Inoltre, va rilevato che, qualora i maggiori oneri indicati nell'articolo 14 in esame si riferissero ad un aumento della retribuzione di posizione e di risultato del personale con qualifica dirigenziale, si produrrebbe un ulteriore vulnus atteso che “nei limiti tracciati dalle disposizioni imperative della legge (art. 2. commi 2, secondo periodo, e 3-bis del D.Lgs. n. 165 del 2001), il contratto collettivo si atteggia come imprescindibile fonte, che disciplina anche il trattamento economico (art. 2, comma 3, del D.Lgs. n. 165 del 2001) nelle sue componenti fondamentali ed accessorie (art. 45, comma 1, del D.Lgs. n. 165 del 2001), e "i diritti e gli obblighi direttamente pertinenti al rapporto di lavoro, nonché le materie relative alle relazioni sindacali" (art. 40, comma 1, primo periodo, del D.Lgs. n. 165 del 2001)” (Corte Costituzionale n. 178 del 2015). La norma si porrebbe allora in contrasto con l’art. 117, comma 2, lett. l), della Costituzione. Infine, si ricordano anche i consolidati indirizzi della Corte Costituzionale, richiamati nella recente sentenza n. 212/2021 che ha sancito l’illegittimità costituzionale dell’art. 3 della legge Toscana n. 69/2020, secondo i quali la fondatezza della questione deriva dal fatto che il ricordato art. 23, comma 2, del D. lgs. n. 75 / 2017, quale norma che pone un limite generale al trattamento economico del personale pubblico, va riconosciuto come principio di coordinamento della finanza pubblica, non derogabile dal legislatore regionale, poiché incide su un rilevante aggregato della spesa corrente, costituito da una delle due componenti della retribuzione dei pubblici dipendenti, con l'obiettivo di contenerla entro limiti prefissati, essendo tale spesa una delle più frequenti e rilevanti cause di disavanzo pubblico (in tal senso, sentenze n. 20/2021, n. 191/2017, n. 218/2015 e n. 215/2012).

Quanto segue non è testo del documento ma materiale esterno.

//! Basket domain events.

use serde::{Deserialize, Serialize};

use crate::aggregate::DomainEvent;

use super::{BasketId, ProductId};

/// Events that can occur on a basket aggregate.
#[derive(Debug, Clone, PartialEq, Serialize, Deserialize)]
#[serde(tag = "type", content = "data")]
pub enum BasketEvent {
    /// A customer picked up an empty basket.
    BasketPickedUp(BasketPickedUpData),

    /// A product was put in the basket.
    ProductAdded(ProductAddedData),

    /// A product was taken out of the basket.
    ProductRemoved(ProductRemovedData),
}

impl DomainEvent for BasketEvent {
    fn event_type(&self) -> &'static str {
        match self {
            BasketEvent::BasketPickedUp(_) => "BasketPickedUp",
            BasketEvent::ProductAdded(_) => "ProductAdded",
            BasketEvent::ProductRemoved(_) => "ProductRemoved",
        }
    }
}

#[derive(Debug, Clone, PartialEq, Serialize, Deserialize)]
pub struct BasketPickedUpData {
    pub basket_id: BasketId,
}

#[derive(Debug, Clone, PartialEq, Serialize, Deserialize)]
pub struct ProductAddedData {
    pub product_id: ProductId,
}

#[derive(Debug, Clone, PartialEq, Serialize, Deserialize)]
pub struct ProductRemovedData {
    pub product_id: ProductId,
}

impl BasketEvent {
    pub fn picked_up(basket_id: BasketId) -> Self {
        BasketEvent::BasketPickedUp(BasketPickedUpData { basket_id })
    }

    pub fn product_added(product_id: ProductId) -> Self {
        BasketEvent::ProductAdded(ProductAddedData { product_id })
    }

    pub fn product_removed(product_id: ProductId) -> Self {
        BasketEvent::ProductRemoved(ProductRemovedData { product_id })
    }
}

Alla luce di quanto sopra illustrato, si ritiene che ricorrano i presupposti per l’impugnativa, davanti alla Corte costituzionale ex art. 127 della Costituzione, dell’art. 14 della legge in esame in quanto, violando i limiti di spesa fissati dall’art. 23, comma 2, del D. Lgs. n. 75/2017, si pone in contrasto con l'art. 117, terzo comma, della Costituzione, in materia di coordinamento della finanza pubblica, anche in relazione agli impegni di rientro dal disavanzo di cui all’ art. 7 del decreto legislativo 27 dicembre 2019 n. 158, con l'art. 81, sesto comma, della Costituzione, per il tramite della violazione della legge 24 dicembre 2012, n. 243 e con l’art. 119 della Costituzione, in materia di equilibrio dei bilanci delle Regioni, oltre che in violazione delle attribuzioni conferite alla Regione dal proprio Statuto speciale.